A little something different this week as we take a break from our normal format.

I have MANY favorites in a broad range of genres and categories but if I had to break it down to a tight list of five personal and professional reads for a desert island, or space station, or deep-water exploration sub, or…

(in no particular order)

  1. Turning Pro by Steven PressfieldAmbition is the most primal and sacred fundament of our being. Not to act upon that ambition is to turn our backs on ourselves and on the reason for our existence.”

    The premise of the book is that the world is divided into two camps of people:  Amateurs and Professionals.
    Amateurs make up the bulk of society. They bow to resistance at every turn when confronted with challenges on the journey to finding their bliss in life, true meaning and most productive offerings to others. They are fearful, seek external validation from the crowd and do not believe they are deserving of great accomplishments.

    Professionals are willing to do the hard work – internally and externally – in committing to fight any and resistance daily. They create and sustain habits, they self-validate and see themselves as a hero in the story of their lives.  They know that resistance can never be completely overcome but instead a battle each and every day of life, and the professional re-commits to that battle daily.

  2. Essentialism by Greg McKeownIf you do not prioritize your life, someone else will. What are you going to do with your one wild and precious life?

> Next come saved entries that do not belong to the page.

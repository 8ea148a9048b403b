use crate::{
    message::{
        parser::{find_head_end, parse_head},
        Message,
    },
    transport::{
        connection::{TransportSender, KEEPALIVE_REQUEST, KEEPALIVE_RESPONSE},
        SipAddr, SipConnection, TransportEvent,
    },
    Error, Result,
};
use bytes::{Buf, BytesMut};
use tokio::{
    io::{AsyncRead, AsyncReadExt, AsyncWrite, AsyncWriteExt},
    sync::Mutex,
};
use tokio_util::codec::{Decoder, Encoder};
use tracing::{debug, info, warn};

pub(super) const MAX_SIP_MESSAGE_SIZE: usize = 65535;

/// Frames SIP messages on a byte stream by their Content-Length.
#[derive(Debug, Default)]
pub struct SipCodec {}

impl SipCodec {
    pub fn new() -> Self {
        Self {}
    }
}

#[derive(Debug, Clone)]
pub enum SipCodecType {
    Message(Message),
    KeepaliveRequest,
    KeepaliveResponse,
}

impl std::fmt::Display for SipCodecType {
    fn fmt(&self, f: &mut std::fmt::Formatter<'_>) -> std::fmt::Result {
        match self {
            SipCodecType::Message(msg) => write!(f, "{}", msg),
            SipCodecType::KeepaliveRequest => write!(f, "Keepalive Request"),
            SipCodecType::KeepaliveResponse => write!(f, "Keepalive Response"),
        }
    }
}

impl Decoder for SipCodec {
    type Item = SipCodecType;
    type Error = Error;

    fn decode(&mut self, src: &mut BytesMut) -> Result<Option<Self::Item>> {
        if src.starts_with(KEEPALIVE_REQUEST) {
            src.advance(KEEPALIVE_REQUEST.len());
            return Ok(Some(SipCodecType::KeepaliveRequest));
        }

        if src.starts_with(KEEPALIVE_RESPONSE) {
            src.advance(KEEPALIVE_RESPONSE.len());
            return Ok(Some(SipCodecType::KeepaliveResponse));
        }

        let head_end = match find_head_end(&src[..]) {
            Some(head_end) => head_end,
            None if src.len() > MAX_SIP_MESSAGE_SIZE => {
                return Err(Error::SipMessageError("SIP message too large".to_string()))
            }
            None => return Ok(None),
        };

        let head = std::str::from_utf8(&src[..head_end])
            .map_err(|e| Error::SipMessageError(format!("invalid UTF-8 in headers: {}", e)))?;
        let mut msg = parse_head(head)
            .ok_or_else(|| Error::SipMessageError("malformed message head".to_string()))?;

        let body_start = head_end + 4;
        let total_len = body_start
            .checked_add(msg.headers().content_length().unwrap_or(0))
            .filter(|len| *len <= MAX_SIP_MESSAGE_SIZE)
            .ok_or_else(|| Error::SipMessageError("SIP message too large".to_string()))?;
        if src.len() < total_len {
            return Ok(None);
        }

        let data = src.split_to(total_len);
        msg.set_content(data[body_start..].to_vec());
        Ok(Some(SipCodecType::Message(msg)))
    }
}

impl Encoder<Message> for SipCodec {
    type Error = Error;

    fn encode(&mut self, item: Message, dst: &mut BytesMut) -> Result<()> {
        dst.extend_from_slice(&item.to_bytes());
        Ok(())
    }
}

/// Read/write halves of one stream connection. `remote_addr` carries the
/// local socket so inbound messages are tagged with their flow.
pub struct StreamConnectionInner<R, W>
where
    R: AsyncRead + Unpin + Send,
    W: AsyncWrite + Unpin + Send,
{
    pub local_addr: SipAddr,
    pub remote_addr: SipAddr,
    pub read_half: Mutex<Option<R>>,
    pub write_half: Mutex<W>,
}

impl<R, W> StreamConnectionInner<R, W>
where
    R: AsyncRead + Unpin + Send,
    W: AsyncWrite + Unpin + Send,
{
    pub fn new(local_addr: SipAddr, remote_addr: SipAddr, read_half: R, write_half: W) -> Self {
        Self {
            local_addr,
            remote_addr,
            read_half: Mutex::new(Some(read_half)),
            write_half: Mutex::new(write_half),
        }
    }

    pub async fn send_message(&self, msg: &Message) -> Result<()> {
        send_to_stream(&self.write_half, msg).await
    }

    pub async fn send_raw(&self, data: &[u8]) -> Result<()> {
        send_raw_to_stream(&self.write_half, data).await
    }

    /// Returns `Ok` when the peer closes cleanly, `Err` on a read failure.
    pub async fn serve_loop(&self, sender: TransportSender) -> Result<()> {
        let mut read_half = match self.read_half.lock().await.take() {
            Some(read_half) => read_half,
            None => {
                warn!("connection already served: {}", self.remote_addr);
                return Ok(());
            }
        };

        let remote_addr = self.remote_addr.clone();
        let mut codec = SipCodec::new();
        let mut buffer = BytesMut::with_capacity(MAX_SIP_MESSAGE_SIZE);
        let mut read_buf = vec![0u8; MAX_SIP_MESSAGE_SIZE];

        loop {
            let n = read_half.read(&mut read_buf).await?;
            if n == 0 {
                info!("connection closed by peer: {}", remote_addr);
                return Ok(());
            }
            buffer.extend_from_slice(&read_buf[..n]);

            loop {
                match codec.decode(&mut buffer) {
                    Ok(Some(SipCodecType::Message(mut msg))) => {
                        if !msg.check() {
                            debug!("dropping message without mandatory headers from {}", remote_addr);
                            continue;
                        }
                        SipConnection::update_msg_received(&mut msg, &remote_addr, false);
                        sender.send(TransportEvent::Incoming(msg, remote_addr.clone()))?;
                    }
                    Ok(Some(SipCodecType::KeepaliveRequest)) => {
                        self.send_raw(KEEPALIVE_RESPONSE).await?;
                    }
                    Ok(Some(SipCodecType::KeepaliveResponse)) => {}
                    Ok(None) => break,
                    Err(e) => {
                        warn!("error decoding message from {}: {}", remote_addr, e);
                        buffer.clear();
                        break;
                    }
                }
            }
        }
    }

    pub async fn close(&self) -> Result<()> {
        let mut write_half = self.write_half.lock().await;
        write_half
            .shutdown()
            .await
            .map_err(|e| Error::Error(format!("failed to shutdown write half: {}", e)))
    }
}

#[async_trait::async_trait]
pub trait StreamConnection: Send + Sync + 'static {
    fn get_addr(&self) -> &SipAddr;
    async fn send_message(&self, msg: &Message) -> Result<()>;
    async fn send_raw(&self, data: &[u8]) -> Result<()>;
    async fn serve_loop(&self, sender: TransportSender) -> Result<()>;
    async fn close(&self) -> Result<()>;
}

pub async fn send_to_stream<W>(write_half: &Mutex<W>, msg: &Message) -> Result<()>
where
    W: AsyncWrite + Unpin + Send,
{
    send_raw_to_stream(write_half, &msg.to_bytes()).await
}

pub async fn send_raw_to_stream<W>(write_half: &Mutex<W>, data: &[u8]) -> Result<()>
where
    W: AsyncWrite + Unpin + Send,
{
    let mut lock = write_half.lock().await;
    lock.write_all(data).await?;
    lock.flush().await?;
    Ok(())
}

    This book is not only a great read for increasing productivity on a tactical level but also in crafting a philosophy for life in all areas regarding choice, control and perspective to the end of living a life of meaning and contentment – your “Essential Intent.”

    We all have problems regardless of the degrees of success that are attained.  The real question is: What problems do we WANT to have? A core principle of Essentialism is saying ‘no’ but not for the sake of saying no – instead creating filters so you are saying ‘yes’ to the right things – those which can clearly lead to accomplishing your life goals. This means making trade-offs – another core component of this mindset and the one that most folks have problems committing to.

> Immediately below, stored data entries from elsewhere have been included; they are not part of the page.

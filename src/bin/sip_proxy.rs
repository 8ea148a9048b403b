use async_trait::async_trait;
use clap::Parser;
use sipstack::{
    message::{Message, Method, Request},
    proxy::{Proxy, ProxyRouter},
    transaction::make_response,
    transport::{SipAddr, TransportLayer},
    EndpointBuilder, EndpointOption, Result, TlsConfig,
};
use std::{net::IpAddr, sync::Arc};
use tokio::select;
use tokio_util::sync::CancellationToken;
use tracing::{info, warn};
use tracing_subscriber::EnvFilter;

#[derive(Parser, Debug)]
#[command(author, version, about = "Stateless SIP proxy forwarding each request to its Request-URI")]
struct Args {
    /// Local address to bind
    #[arg(short, long, default_value = "0.0.0.0")]
    addr: IpAddr,

    /// UDP and TCP port
    #[arg(short, long, default_value = "5060")]
    port: u16,

    /// Host advertised in Via headers
    #[arg(long)]
    public_address: Option<String>,

    /// Disable the UDP transport
    #[arg(long)]
    no_udp: bool,

    /// Disable the TCP transport
    #[arg(long)]
    no_tcp: bool,

    /// TLS certificate chain (PEM)
    #[arg(long, requires = "tls_key")]
    tls_cert: Option<String>,

    /// TLS private key (PEM)
    #[arg(long, requires = "tls_cert")]
    tls_key: Option<String>,

    #[arg(long, default_value = "5061")]
    tls_port: u16,

    /// WebSocket listener port
    #[arg(long)]
    ws_port: Option<u16>,
}

struct RequestUriRouter;

#[async_trait]
impl ProxyRouter for RequestUriRouter {
    async fn route(
        &self,
        proxy: &Proxy,
        endpoint: &sipstack::Endpoint,
        mut rq: Request,
        remote: SipAddr,
    ) -> Result<()> {
        let max_forwards = rq
            .headers
            .text("max-forwards")
            .and_then(|v| v.trim().parse::<u32>().ok())
            .unwrap_or(endpoint.option().max_forwards);
        if max_forwards == 0 {
            if rq.method == Method::Ack {
                return Ok(());
            }
            warn!(%remote, "too many hops for {}", rq.uri);
            let rs = make_response(&rq, 483, None);
            return proxy.send(endpoint, rs.into(), None).await;
        }
        rq.headers
            .insert("max-forwards", (max_forwards - 1).to_string());
        info!(%remote, "forwarding {} {}", rq.method, rq.uri);
        proxy.send(endpoint, Message::Request(rq), None).await
    }
}

async fn load_tls(args: &Args) -> Result<Option<TlsConfig>> {
    let (Some(cert), Some(key)) = (&args.tls_cert, &args.tls_key) else {
        return Ok(None);
    };
    Ok(Some(TlsConfig {
        cert: Some(tokio::fs::read(cert).await?),
        key: Some(tokio::fs::read(key).await?),
        ca_certs: None,
    }))
}

#[tokio::main]
async fn main() -> Result<()> {
    tracing_subscriber::fmt()
        .with_env_filter(
            EnvFilter::try_from_default_env().unwrap_or_else(|_| EnvFilter::new("info")),
        )
        .with_file(true)
        .with_line_number(true)
        .init();

    let args = Args::parse();
    let option = EndpointOption {
        address: args.addr,
        public_address: args.public_address.clone(),
        port: args.port,
        udp: !args.no_udp,
        tcp: !args.no_tcp,
        tls_port: args.tls_port,
        tls: load_tls(&args).await?,
        ws_port: args.ws_port,
        ..Default::default()
    };

    let token = CancellationToken::new();
    let transport_layer = TransportLayer::new(token.child_token());
    transport_layer.bind(&option).await?;
    for addr in transport_layer.get_addrs() {
        info!("listening on {}", addr);
    }

    let proxy = Proxy::new(Arc::new(RequestUriRouter));
    let endpoint = EndpointBuilder::new()
        .with_option(option)
        .with_transport_layer(transport_layer)
        .with_handler(Arc::new(proxy))
        .with_cancel_token(token.clone())
        .build();

    select! {
        r = endpoint.serve() => r?,
        _ = tokio::signal::ctrl_c() => {
            info!("interrupted, shutting down");
        }
    }
    endpoint.destroy();
    Ok(())
}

    If you take one thing away from this book, I hope you will remember this: whatever decision or challenge or crossroads you face in your life, simply ask yourself, ‘What is essential?’ Eliminate everything else.

  3. Nobody Wants To Read Your Sh*t by Steven PressfieldThere are only two fundamental principles: 1. Nobody wants to read your sh*t; 2. If you want to write and be recognized, you have to do it yourself.”

    This is my favorite book ON writing – the actual process, not just the necessary mindset for success. Filled with tons of examples fro both Steven’s life and fictional case studies it represents everything most important when sitting down to begin writing.  Some core principles:

    Streamline your message. Focus it and pare it down to its simplest, clearest, easiest-to-understand form.

    Make its expression fun. Or sexy, or interesting or scary or informative. Make it so compelling that a person would have to be crazy NOT to read it.

    Apply that to all forms of writing or art or commerce. When you begin to understand that nobody wants to read your sh*t you begin to understand that writing/reading is, above all, a transaction. Readers donate time and attention, and the writer must give the reader something worthy of his gift.

  4. Zen Mind Beginner’s Mind by Shunryu SuzukiZazen (meditation) practice is a direct expression of our true nature.”

    I am definitely not super foofy or new age, but I am spiritual and believe that lessons learned about our core emotional and mental selves only serve to empower us in all areas of life including business and legacy.

    This is a very accessible book for beginners in meditation and also considered a classic among experts who continue to mine its lessons for decades. And I love the core principle:

    There is no need to have a deep understanding of Zen. You should never say “I know what Zen is,” or “I am enlightened” – that is ridiculous and also the secret of the arts: always be a beginner.

  5. Letters To A Young Poet by Rainer Maria Rilke
    Perhaps all the dragons in our lives are princesses who are only waiting to see us act, just once, with beauty and courage. Perhaps everything that frightens us is, in its deepest essence, something helpless that wants our love. Have patience with everything that remains unsolved in your heart….live in the question.”

    Over a period of five years the great poet Rilke wrote a series of remarkable responses in letters to a young would-be poet who wrote to him of his problems and hopes. Rilke’s responses provide lessons far beyond writing poetry into areas of life, love, work and surviving as a “sensitive observer in a harsh world.”

    I gift this book to all of the students I teach and mentor upon their graduations – MBA, undergraduate and high school. It’s a short book but one that can be read many times and provide valuable guidance on any and all journeys.